··· Material to process ···

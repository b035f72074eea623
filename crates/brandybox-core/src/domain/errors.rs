//! Domain error types
//!
//! Validation failures raised while constructing domain values.

use thiserror::Error;

/// Errors that can occur in domain operations
#[derive(Debug, Error, Clone, PartialEq, Eq)]
pub enum DomainError {
    /// Invalid relative path format or content
    #[error("Invalid path: {0}")]
    InvalidPath(String),

    /// Invalid hash format (expected lowercase hex SHA-256)
    #[error("Invalid hash format: {0}")]
    InvalidHash(String),

    /// ID parsing error
    #[error("Invalid ID format: {0}")]
    InvalidId(String),

    /// Generic validation failure
    #[error("Validation failed: {0}")]
    ValidationFailed(String),
}
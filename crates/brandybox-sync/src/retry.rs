//! Retry policy for per-path transfers
//!
//! Attempts are retried with an exponentially growing delay (2 s, 4 s, ...
//! by default), capped at a maximum. A server-supplied `Retry-After` hint
//! replaces the computed delay for that attempt. All sleeping goes through
//! an injected [`Clock`].

use std::fmt::Display;
use std::future::Future;
use std::time::Duration;

use brandybox_core::config::TransfersConfig;
use brandybox_core::ports::{FsError, TransportError};
use tracing::{info, warn};

use crate::clock::Clock;

/// Errors that can tell whether another attempt may succeed
pub trait Retryable {
    fn is_retryable(&self) -> bool;

    /// Server-requested delay before the next attempt
    fn retry_after(&self) -> Option<Duration> {
        None
    }
}

impl Retryable for TransportError {
    fn is_retryable(&self) -> bool {
        self.is_transient()
    }

    fn retry_after(&self) -> Option<Duration> {
        TransportError::retry_after(self)
    }
}

impl Retryable for FsError {
    fn is_retryable(&self) -> bool {
        matches!(self, FsError::Io { .. } | FsError::Mismatch { .. })
    }
}

/// Attempt count and backoff shape
#[derive(Debug, Clone, PartialEq, Eq)]
pub struct RetryPolicy {
    /// Attempts including the first one
    pub max_attempts: u32,
    pub base_delay: Duration,
    pub max_delay: Duration,
}

impl Default for RetryPolicy {
    fn default() -> Self {
        Self {
            max_attempts: 3,
            base_delay: Duration::from_secs(2),
            max_delay: Duration::from_secs(60),
        }
    }
}

impl From<&TransfersConfig> for RetryPolicy {
    fn from(config: &TransfersConfig) -> Self {
        Self {
            max_attempts: config.max_attempts.max(1),
            base_delay: Duration::from_millis(config.retry_base_delay_ms),
            max_delay: Duration::from_secs(config.retry_max_delay_secs),
        }
    }
}

impl RetryPolicy {
    /// Delay after failed attempt number `attempt` (1-based)
    pub fn delay_for(&self, attempt: u32, hint: Option<Duration>) -> Duration {
        let delay = match hint {
            Some(hint) => hint,
            None => {
                let exponent = attempt.saturating_sub(1).min(16);
                self.base_delay.saturating_mul(2u32.pow(exponent))
            }
        };
        delay.min(self.max_delay)
    }

    /// Runs `op` until it succeeds, fails permanently, or attempts run out
    ///
    /// `op` receives the 1-based attempt number.
    pub async fn run<T, E, F, Fut>(
        &self,
        clock: &dyn Clock,
        operation: &str,
        mut op: F,
    ) -> Result<T, E>
    where
        F: FnMut(u32) -> Fut,
        Fut: Future<Output = Result<T, E>>,
        E: Retryable + Display,
    {
        let mut attempt = 1;
        loop {
            match op(attempt).await {
                Ok(value) => {
                    if attempt > 1 {
                        info!(operation, attempt, "Operation succeeded after retry");
                    }
                    return Ok(value);
                }
                Err(err) if attempt < self.max_attempts && err.is_retryable() => {
                    let delay = self.delay_for(attempt, err.retry_after());
                    warn!(
                        operation,
                        attempt,
                        delay_ms = delay.as_millis() as u64,
                        error = %err,
                        "Transient error, retrying"
                    );
                    clock.sleep(delay).await;
                    attempt += 1;
                }
                Err(err) => return Err(err),
            }
        }
    }
}
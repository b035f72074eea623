//! Sync command - Run one synchronization cycle
//!
//! Provides the `brandybox sync` CLI command which:
//! 1. Loads configuration and resolves the access token
//! 2. Creates the HTTP store, local adapter and persisted state
//! 3. Runs a single cycle (or only plans it with `--dry-run`)
//! 4. Displays the cycle report
//!
//! Ctrl+C cancels the cycle between actions; everything verified so far
//! stays recorded.

use anyhow::{Context, Result};
use brandybox_sync::planner::ActionPlan;
use brandybox_sync::{CycleReport, SyncPhase};
use clap::Args;
use tokio_util::sync::CancellationToken;
use tracing::info;

use super::{build_engine, CliContext};
use crate::output::{format_bytes, format_duration_ms, plural, OutputFormatter};

#[derive(Debug, Args)]
pub struct SyncCommand {
    /// Show what would be done without making changes
    #[arg(long)]
    pub dry_run: bool,

    /// Print the cycle metrics in Prometheus text format afterwards
    #[arg(long)]
    pub metrics: bool,
}

impl SyncCommand {
    pub async fn execute(&self, ctx: &CliContext) -> Result<()> {
        let formatter = ctx.formatter();
        let config = ctx.load_config();

        let engine = match build_engine(&config).await {
            Ok(engine) => engine,
            Err(e) => {
                formatter.error(&format!("{e:#}"));
                formatter.info("Set BRANDYBOX_ACCESS_TOKEN or remote.token_file and try again.");
                anyhow::bail!("Cannot start sync");
            }
        };

        if self.dry_run {
            let plan = engine.plan_only().await.context("Planning failed")?;
            if ctx.is_json() {
                formatter.print_json(&serde_json::to_value(&plan)?);
            } else {
                print_plan(formatter.as_ref(), &plan);
            }
            return Ok(());
        }

        let cancel = CancellationToken::new();
        let ctrl_c = tokio::spawn({
            let cancel = cancel.clone();
            async move {
                if tokio::signal::ctrl_c().await.is_ok() {
                    info!("Interrupted, stopping after the current action");
                    cancel.cancel();
                }
            }
        });

        formatter.info(&format!("Syncing {}", engine.root().display()));
        let result = engine.run_cycle(&cancel).await;
        ctrl_c.abort();
        let report = result.context("Sync failed")?;

        if ctx.is_json() {
            formatter.print_json(&serde_json::to_value(&report)?);
        } else {
            print_report(formatter.as_ref(), &report);
        }

        if self.metrics {
            print!("{}", engine.metrics().encode()?);
        }

        Ok(())
    }
}

fn print_plan(formatter: &dyn OutputFormatter, plan: &ActionPlan) {
    if plan.actions.is_empty() && plan.conflicts.is_empty() {
        formatter.success("Nothing to do, already up to date");
        return;
    }

    formatter.success(&format!(
        "Dry run: {} planned ({} uploads, {} downloads, {} deletions)",
        plural(plan.actions.len(), "action"),
        plan.upload_count(),
        plan.download_count(),
        plan.deletions().count()
    ));
    for action in &plan.actions {
        formatter.info(&format!("{:<14} {}", action.label(), action.path()));
    }

    for conflict in &plan.conflicts {
        formatter.warn(&format!("{}: {}", conflict.path, conflict.reason));
    }
    if plan.guarded_deletions > 0 {
        formatter.warn(&format!(
            "{} would be refused and downloaded instead",
            plural(plan.guarded_deletions, "remote deletion")
        ));
    }
    if plan.looks_like_wrong_folder() {
        formatter.warn(
            "Far more downloads than uploads planned. Check that sync.root points at the folder you synced before.",
        );
    }
}

fn print_report(formatter: &dyn OutputFormatter, report: &CycleReport) {
    let summary = format!(
        "{} ({})",
        report.summary(),
        format_duration_ms(report.duration_ms)
    );
    match report.outcome {
        SyncPhase::Synced => formatter.success(&summary),
        _ => formatter.warn(&summary),
    }

    if report.state_reset {
        formatter.info("Sync folder changed since the last run; previous state discarded");
    }

    let transfers = &report.transfers;
    if transfers.files_uploaded > 0 {
        formatter.info(&format!(
            "Uploaded:   {} ({})",
            plural(transfers.files_uploaded, "file"),
            format_bytes(transfers.bytes_uploaded)
        ));
    }
    if transfers.files_downloaded > 0 {
        formatter.info(&format!(
            "Downloaded: {} ({})",
            plural(transfers.files_downloaded, "file"),
            format_bytes(transfers.bytes_downloaded)
        ));
    }
    if transfers.directories_created > 0 {
        formatter.info(&format!(
            "Created:    {} directories",
            transfers.directories_created
        ));
    }

    let deletions = &report.deletions;
    if deletions.deleted_local + deletions.deleted_remote > 0 {
        formatter.info(&format!(
            "Deleted:    {} locally, {} remotely",
            deletions.deleted_local, deletions.deleted_remote
        ));
    }

    for conflict in &report.conflicts {
        formatter.warn(&format!("Conflict, left alone: {}: {}", conflict.path, conflict.reason));
    }
    for skipped in transfers.skipped.iter().chain(&deletions.failed) {
        formatter.warn(&format!(
            "Skipped {} of {}: {}",
            skipped.operation, skipped.path, skipped.reason
        ));
    }
}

···

* Required work
Please output an exact copy of the lines above, from the opening line of the data down to the line that contains "format or content".

* Output for this task
repository b035f72074eea623
filename crates/brandybox-core/src/domain/errors.rs
//! Domain error types
//!
//! Validation failures raised while constructing domain values.

use thiserror::Error;

/// Errors that can occur in domain operations
#[derive(Debug, Error, Clone, PartialEq, Eq)]
pub enum DomainError {
    /// Invalid relative path format or content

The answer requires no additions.